The Impact of `Greater Dhaka Flood Protection Project' (GDFPP) on Local Living Environment – The Attitude of the Floodplain Residents
Author: Chowdhury, M.R.
Source: Natural Hazards, Volume 29, Number 3, July 2003 , pp. 309-324(16)
This paper aims to examine the impact of large-scale structural adjustments (like the Greater Dhaka Flood Protection Project, GDFPP) on local living environment. It focuses the importance of environmental factors in flood hazard mitigation, and examines the environmental attitudes of the floodplain residents arising from the large-scale structural adjustments. Based on `perceived natural hazard research perspectives', this paper examines: (i) the reasons for persistent floodplain occupation, and (ii) the importance of environmental factors in the choice, motivations and decision-making of floodplain residents.

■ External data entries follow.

//! Configuration schema for sqltalk.toml.

use serde::{Deserialize, Serialize};

/// Environment variable consulted when `model_api_key` is empty.
pub const MODEL_API_KEY_ENV: &str = "GEMINI_API_KEY";

/// Environment variable consulted when `warehouse_access_token` is empty.
pub const WAREHOUSE_TOKEN_ENV: &str = "BIGQUERY_ACCESS_TOKEN";

/// Root configuration structure.
#[derive(Debug, Clone, Serialize, Deserialize)]
#[serde(default)]
pub struct SqlTalkConfig {
    /// Dataset the assistant answers questions about (`project.dataset`).
    pub dataset_id: String,

    /// Project billed for query jobs. Falls back to the dataset's project.
    pub billing_project: String,

    /// Location for query jobs (e.g. "US"); empty lets BigQuery decide.
    pub query_location: String,

    /// BigQuery REST API base URL.
    pub warehouse_api_url: String,

    /// OAuth bearer token for BigQuery.
    pub warehouse_access_token: String,

    /// Upper bound on bytes a single query may bill.
    pub max_bytes_billed: u64,

    /// Gemini REST API base URL.
    pub model_api_url: String,

    /// Gemini API key.
    pub model_api_key: String,

    /// Gemini model name.
    pub model: String,

    /// Sampling temperature.
    pub temperature: f32,

    /// Tool calls allowed per submission before the exchange is aborted.
    pub max_tool_calls: u32,

    /// Replay earlier answers to the model as context for new questions.
    pub include_history: bool,

    /// HTTP timeout for model and warehouse requests, in seconds.
    pub request_timeout_secs: u64,

    /// Log level (debug, info, warn, error).
    pub log_level: String,
}

impl Default for SqlTalkConfig {
    fn default() -> Self {
        Self {
            dataset_id: "bigquery-public-data.ga4_obfuscated_sample_ecommerce".into(),
            billing_project: String::new(),
            query_location: String::new(),
            warehouse_api_url: "https://bigquery.googleapis.com/bigquery/v2".into(),
            warehouse_access_token: String::new(),
            max_bytes_billed: 100_000_000,
            model_api_url: "https://generativelanguage.googleapis.com/v1beta".into(),
            model_api_key: String::new(),
            model: "gemini-1.5-pro-001".into(),
            temperature: 0.0,
            max_tool_calls: 16,
            include_history: false,
            request_timeout_secs: 120,
            log_level: "info".into(),
        }
    }
}

impl SqlTalkConfig {
    /// Gemini API key from config, else from the environment.
    pub fn resolved_model_api_key(&self) -> String {
        resolve_secret(&self.model_api_key, MODEL_API_KEY_ENV)
    }

    /// BigQuery token from config, else from the environment.
    pub fn resolved_warehouse_token(&self) -> String {
        resolve_secret(&self.warehouse_access_token, WAREHOUSE_TOKEN_ENV)
    }

    /// Project that owns the configured dataset, if the id is qualified.
    pub fn dataset_project(&self) -> Option<&str> {
        self.dataset_id
            .split_once('.')
            .map(|(project, _)| project)
            .filter(|p| !p.is_empty())
    }

    /// Project that query jobs run (and bill) in.
    pub fn effective_billing_project(&self) -> &str {
        if !self.billing_project.is_empty() {
            &self.billing_project
        } else {
            self.dataset_project().unwrap_or_default()
        }
    }
}

fn resolve_secret(configured: &str, env_var: &str) -> String {
    if !configured.is_empty() {
        return configured.to_string();
    }
    std::env::var(env_var).unwrap_or_default()
}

This research used data collected from 300 households situated in the eastern part of Dhaka. The face-to-face household survey data provided individuals' responses to a structured questionnaire on hazards and environment. Survey concerned urban floodplains, and looked for data on housing, household characteristics, and residents' attitudes. Results of interview surveys were used to: (i) explore the reasons of floodplain occupation, and (ii) residents' attitudes to tolerable level of flood risk and willingness to accept environmental change resulting from the proposed structural embankments in the eastern perimeter of Dhaka City, Bangladesh.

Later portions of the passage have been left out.